WASSfast is the next-generation stereo processing pipeline for sea waves 3D reconstruction. It exploits the linear dispertion relation and sparse feature triangulation to resolve sea-surface elevation in quasi real-time. At present state, WASSfast can work in two operating modes:

  1. Predict-Update (PU) mode. See the paper

  2. Convolutional Neural Network (CNN) mode (suggested). See the paper

For the standard pipeline see http://www.dais.unive.it/wass

Note Due to TensorFlow version incompatibilities, WASSfast installed via Pypi supports CNN mode only.

How to use it

Install via pip:

python -m pip install wassfast

and run wassfast --help for a brief description of the command-line options.

Try it with test data

  1. Download the test data
  2. Extract the test data 7z x wassfast_testdata_256.7z. This will create a directory named wassfast_testdata_256
  3. Enter the newly extracted directory: cd wassfast_testdata_256
  4. Execute WASSfast:
wassfast ./input ./config256.mat ./config ./settings.cfg RLTB CNN --batchsize 16 -n 49 -r 15.0 -o output.nc 

After the processing, the NetCDF file output.nc is produced.

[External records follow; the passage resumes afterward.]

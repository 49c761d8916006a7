//! Callback-driven stream consumption.

use super::decode::{Frame, FrameDecoder};
use crate::config::DEFAULT_TIMEOUT;
use crate::telemetry::{tracing_observer, StreamObserver};
use crate::{BoxStream, Error, Result};
use bytes::Bytes;
use futures::StreamExt;
use serde_json::Value;
use std::sync::Arc;
use std::time::Duration;
use tracing::{debug, warn};

pub type CallbackError = Box<dyn std::error::Error + Send + Sync>;
pub type CallbackResult = std::result::Result<(), CallbackError>;

type DataCallback = Box<dyn FnMut(Value) -> CallbackResult + Send>;
type ErrorCallback = Box<dyn FnOnce(Error) + Send>;
type EndCallback = Box<dyn FnOnce() + Send>;

/// Callbacks for a push-driven stream.
///
/// `on_data` runs once per decoded event, in stream order. At most one of
/// `on_error`/`on_end` runs, at most once.
pub struct StreamHandlers {
    on_data: DataCallback,
    on_error: Option<ErrorCallback>,
    on_end: Option<EndCallback>,
}

impl StreamHandlers {
    pub fn new<F>(on_data: F) -> Self
    where
        F: FnMut(Value) -> CallbackResult + Send + 'static,
    {
        Self {
            on_data: Box::new(on_data),
            on_error: None,
            on_end: None,
        }
    }

    pub fn on_error<F>(mut self, f: F) -> Self
    where
        F: FnOnce(Error) + Send + 'static,
    {
        self.on_error = Some(Box::new(f));
        self
    }

    pub fn on_end<F>(mut self, f: F) -> Self
    where
        F: FnOnce() + Send + 'static,
    {
        self.on_end = Some(Box::new(f));
        self
    }

    /// Resolve with `error` before any stream was opened.
    pub(crate) fn fail(self, error: Error) -> Result<()> {
        Terminal::new(self.on_error, self.on_end).fail(error)
    }
}

/// Completion latch: resolves the stream exactly once.
struct Terminal {
    resolved: bool,
    on_error: Option<ErrorCallback>,
    on_end: Option<EndCallback>,
}

impl Terminal {
    fn new(on_error: Option<ErrorCallback>, on_end: Option<EndCallback>) -> Self {
        Self {
            resolved: false,
            on_error,
            on_end,
        }
    }

    fn end(&mut self) {
        if std::mem::replace(&mut self.resolved, true) {
            return;
        }
        if let Some(f) = self.on_end.take() {
            f();
        }
    }

    /// Hands the error back when nobody registered `on_error`.
    fn fail(&mut self, error: Error) -> Result<()> {
        if std::mem::replace(&mut self.resolved, true) {
            return Ok(());
        }
        match self.on_error.take() {
            Some(f) => {
                f(error);
                Ok(())
            }
            None => Err(error),
        }
    }
}

/// Drives a [`FrameDecoder`] over a byte stream and invokes [`StreamHandlers`].
///
/// The timeout is a watchdog over the whole stream lifetime, measured from
/// the call to [`run`](Self::run). It is not reset by incoming chunks.
pub struct PushAdapter {
    timeout: Duration,
    observer: Arc<dyn StreamObserver>,
}

impl Default for PushAdapter {
    fn default() -> Self {
        Self::new(DEFAULT_TIMEOUT)
    }
}

impl PushAdapter {
    pub fn new(timeout: Duration) -> Self {
        Self {
            timeout,
            observer: tracing_observer(),
        }
    }

    pub fn with_observer(mut self, observer: Arc<dyn StreamObserver>) -> Self {
        self.observer = observer;
        self
    }

    /// Consume `body` until `[DONE]`, end of stream, failure or watchdog expiry.
    ///
    /// Returns `Err` only when the stream failed and no `on_error` handler was set.
    pub async fn run(&self, body: BoxStream<'static, Bytes>, handlers: StreamHandlers) -> Result<()> {
        let StreamHandlers {
            mut on_data,
            on_error,
            on_end,
        } = handlers;
        let mut terminal = Terminal::new(on_error, on_end);

        let outcome = tokio::select! {
            r = drive(body, &mut *on_data, self.observer.as_ref()) => r,
            _ = tokio::time::sleep(self.timeout) => {
                warn!(timeout_ms = self.timeout.as_millis() as u64, "stream watchdog expired");
                Err(Error::Timeout { after: self.timeout })
            }
        };

        match outcome {
            Ok(()) => {
                debug!("stream completed");
                terminal.end();
                Ok(())
            }
            Err(e) => terminal.fail(e),
        }
    }
}

async fn drive(
    mut body: BoxStream<'static, Bytes>,
    on_data: &mut (dyn FnMut(Value) -> CallbackResult + Send),
    observer: &dyn StreamObserver,
) -> Result<()> {
    let mut decoder = FrameDecoder::new();
    while let Some(chunk) = body.next().await {
        let chunk = chunk?;
        if deliver(decoder.feed_bytes(&chunk), on_data, observer) {
            return Ok(());
        }
        decoder.check_pending()?;
    }
    deliver(decoder.flush(), on_data, observer);
    Ok(())
}

/// Returns true once `[DONE]` was delivered.
fn deliver(
    frames: Vec<Frame>,
    on_data: &mut (dyn FnMut(Value) -> CallbackResult + Send),
    observer: &dyn StreamObserver,
) -> bool {
    for frame in frames {
        match frame {
            Frame::Data(v) => {
                if let Err(e) = on_data(v) {
                    observer.on_callback_error(e.as_ref());
                }
            }
            Frame::Malformed { raw, reason } => observer.on_malformed_frame(&raw, &reason),
            Frame::Done => return true,
            Frame::Ignorable => {}
        }
    }
    false
}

Use Panoply to inspect the reconstructed surface.

Acknowledgements

The study was partially supported by the project of Construction of Ocean Research Stations and their Application Studies funded by the Ministry of Oceans and Fisheries, Republic of Korea.

License

Copyright (C) 2020-2023 Filippo Bergamasco 

WASSfast is free software: you can redistribute it and/or modify
it under the terms of the GNU General Public License as published by
the Free Software Foundation, either version 3 of the License, or
(at your option) any later version.

WASSfast is distributed in the hope that it will be useful,
but WITHOUT ANY WARRANTY; without even the implied warranty of
MERCHANTABILITY or FITNESS FOR A PARTICULAR PURPOSE.  See the
GNU General Public License for more details.

You should have received a copy of the GNU General Public License
along with this program.  If not, see <http://www.gnu.org/licenses/>.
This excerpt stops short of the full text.